Since salt intake has an effect/function on the transmittance of electric signals to the brain, it only makes sense that an overdose of it will have an effect on the head, which in this case is a frequent mild headache because an overload of it in the diet can lead to dehydration-induced headache symptoms.

2. Constantly thirsty (Dehydration)

Man drinking water

Sodium is an element present in salt and the extra sodium you consume needs water to balance it out, but without sufficient water in your diet, your body may pull water from within your cells. You may then experience extreme thirst, nausea, dizziness, stomach cramps, vomiting and diarrhea as your system is unable to rid itself of excess sodium.

3. High blood pressure



Consuming too much salt increases the level of sodium in your body and the higher the sodium level in your blood, the higher your blood volume.
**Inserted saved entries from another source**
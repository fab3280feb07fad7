//! Tests for file handles and the whole-file helpers built on them.

use std::fs;

use bytemuck::{Pod, Zeroable};
use horizon_fs::{
    FileErrorKind, FileHandle, OpenMode, PortableOpener, SeekOrigin, ShareMode,
    read_file_to_string, write_string_to_file,
};
use tempfile::TempDir;

fn init_tracing() {
    let _ = tracing_subscriber::fmt()
        .with_env_filter("horizon_fs=trace")
        .with_test_writer()
        .try_init();
}

#[repr(C)]
#[derive(Debug, Clone, Copy, PartialEq, Pod, Zeroable)]
struct Record {
    id: u32,
    weight: f32,
    flags: u64,
}

#[test]
fn test_typed_round_trip() {
    init_tracing();
    let temp_dir = TempDir::new().unwrap();
    let path = temp_dir.path().join("values.bin");
    let values: Vec<u32> = (0..1000).map(|i| i * 7 + 3).collect();

    let mut writer = FileHandle::open(&path, OpenMode::WRITE).unwrap();
    assert_eq!(writer.write_array(&values).unwrap(), values.len());
    assert_eq!(writer.size().unwrap(), (values.len() * size_of::<u32>()) as u64);
    writer.close().unwrap();

    let mut reader = FileHandle::open(&path, OpenMode::READ).unwrap();
    let mut read_back = vec![0u32; values.len()];
    assert_eq!(reader.read_array(&mut read_back).unwrap(), values.len());
    assert_eq!(read_back, values);

    let on_disk = fs::read(&path).unwrap();
    assert_eq!(on_disk.as_slice(), bytemuck::cast_slice::<u32, u8>(&values));
}

#[test]
fn test_struct_round_trip() {
    let temp_dir = TempDir::new().unwrap();
    let path = temp_dir.path().join("records.bin");
    let records = [
        Record {
            id: 1,
            weight: 0.5,
            flags: 0xdead_beef,
        },
        Record {
            id: 2,
            weight: -3.25,
            flags: u64::MAX,
        },
    ];

    let mut file = FileHandle::open(&path, "wb+".parse().unwrap()).unwrap();
    assert_eq!(file.write_array(&records).unwrap(), 2);
    assert_eq!(file.size().unwrap(), 2 * size_of::<Record>() as u64);

    file.seek(0, SeekOrigin::Start).unwrap();
    let mut first = Record::zeroed();
    assert_eq!(file.read_object(&mut first).unwrap(), 1);
    assert_eq!(first, records[0]);

    let mut second = Record::zeroed();
    assert_eq!(file.read_object(&mut second).unwrap(), 1);
    assert_eq!(second, records[1]);

    // Nothing left.
    assert_eq!(file.read_object(&mut second).unwrap(), 0);
}

#[test]
fn test_read_past_end_returns_short_count() {
    let temp_dir = TempDir::new().unwrap();
    let path = temp_dir.path().join("short.bin");
    fs::write(&path, bytemuck::cast_slice::<u16, u8>(&[10, 20, 30])).unwrap();

    let mut file = FileHandle::open(&path, OpenMode::READ).unwrap();
    let mut buffer = [0u16; 8];
    assert_eq!(file.read_array(&mut buffer).unwrap(), 3);
    assert_eq!(&buffer[..3], &[10, 20, 30]);
}

#[test]
fn test_size_does_not_change_position() {
    let temp_dir = TempDir::new().unwrap();
    let path = temp_dir.path().join("pos.bin");

    let mut file = FileHandle::open(&path, OpenMode::WRITE_READ).unwrap();
    file.write_string("hello, world").unwrap();
    file.seek(5, SeekOrigin::Start).unwrap();

    assert_eq!(file.size().unwrap(), 12);
    assert_eq!(file.tell().unwrap(), 5);

    let mut rest = [0u8; 7];
    assert_eq!(file.read_bytes(&mut rest).unwrap(), 7);
    assert_eq!(&rest, b", world");
}

#[test]
fn test_resize_shrink_and_grow() {
    let temp_dir = TempDir::new().unwrap();
    let path = temp_dir.path().join("resize.bin");

    let mut file = FileHandle::open(&path, OpenMode::WRITE_READ).unwrap();
    file.write_bytes(&[0xAA; 100]).unwrap();

    file.resize(10).unwrap();
    assert_eq!(file.size().unwrap(), 10);

    file.resize(64).unwrap();
    assert_eq!(file.size().unwrap(), 64);
    file.close().unwrap();

    let contents = fs::read(&path).unwrap();
    assert_eq!(&contents[..10], &[0xAA; 10]);
    // Common hosts zero-fill the grown region.
    assert!(contents[10..].iter().all(|&b| b == 0));
}

#[test]
fn test_resize_read_only_fails() {
    let temp_dir = TempDir::new().unwrap();
    let path = temp_dir.path().join("ro.bin");
    fs::write(&path, b"data").unwrap();

    let mut file = FileHandle::open(&path, OpenMode::READ).unwrap();
    assert!(file.resize(0).is_err());
    assert_eq!(fs::read(&path).unwrap(), b"data");
}

#[test]
fn test_reopen_switches_files() {
    let temp_dir = TempDir::new().unwrap();
    let first = temp_dir.path().join("first.txt");
    let second = temp_dir.path().join("second.txt");
    fs::write(&first, "one").unwrap();
    fs::write(&second, "two!").unwrap();

    let mut file = FileHandle::open(&first, OpenMode::READ).unwrap();
    assert_eq!(file.size().unwrap(), 3);

    file.reopen_with(&PortableOpener, &second, OpenMode::READ, ShareMode::DenyWrite)
        .unwrap();
    assert_eq!(file.path(), second.as_path());
    assert_eq!(file.size().unwrap(), 4);
}

#[test]
fn test_drop_releases_file() {
    let temp_dir = TempDir::new().unwrap();
    let path = temp_dir.path().join("dropped.txt");

    {
        let mut file = FileHandle::open(&path, OpenMode::WRITE).unwrap();
        file.write_string("written before drop").unwrap();
    }

    assert_eq!(fs::read_to_string(&path).unwrap(), "written before drop");
    fs::remove_file(&path).unwrap();
}

#[test]
fn test_handle_moves_between_owners() {
    fn finish(mut file: FileHandle) -> u64 {
        file.flush().unwrap();
        file.size().unwrap()
    }

    let temp_dir = TempDir::new().unwrap();
    let mut file = FileHandle::open(temp_dir.path().join("moved.bin"), OpenMode::WRITE).unwrap();
    file.write_bytes(&[1, 2, 3]).unwrap();
    assert_eq!(finish(file), 3);
}

#[test]
fn test_append_mode() {
    let temp_dir = TempDir::new().unwrap();
    let path = temp_dir.path().join("log.txt");
    fs::write(&path, "line 1\n").unwrap();

    let mut file = FileHandle::open(&path, OpenMode::APPEND).unwrap();
    file.write_string("line 2\n").unwrap();
    drop(file);

    assert_eq!(fs::read_to_string(&path).unwrap(), "line 1\nline 2\n");
}

#[test]
fn test_closed_handle_reports_not_open() {
    let temp_dir = TempDir::new().unwrap();
    let mut file = FileHandle::open(temp_dir.path().join("c.bin"), OpenMode::WRITE).unwrap();
    file.close().unwrap();

    let mut buffer = [0u8; 4];
    assert_eq!(
        file.read_bytes(&mut buffer).unwrap_err().kind(),
        FileErrorKind::NotOpen
    );
    assert_eq!(file.write_bytes(b"x").unwrap_err().kind(), FileErrorKind::NotOpen);
    assert_eq!(file.tell().unwrap_err().kind(), FileErrorKind::NotOpen);
}

#[test]
fn test_string_helpers() {
    let temp_dir = TempDir::new().unwrap();
    let path = temp_dir.path().join("notes.txt");

    write_string_to_file(&path, "first").unwrap();
    write_string_to_file(&path, "second").unwrap();
    assert_eq!(read_file_to_string(&path).unwrap(), "second");
}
This is because your kidneys excrete less water in order to dilute the sodium in your blood. The increase in blood volume, in turn, raises blood pressure because sodium holds more fluid in the body, making your heart pump harder.

4. Excess salt can affect Kidney function


Taking too much salt can affect the performance of your kidney.

Excess sodium can actually increase the amount of protein in your urine which is a major risk factor for kidney disease.

So, to avoid these and many other side effects of excess salt in the body, reduce your the intake. And like every other thing, moderation is key!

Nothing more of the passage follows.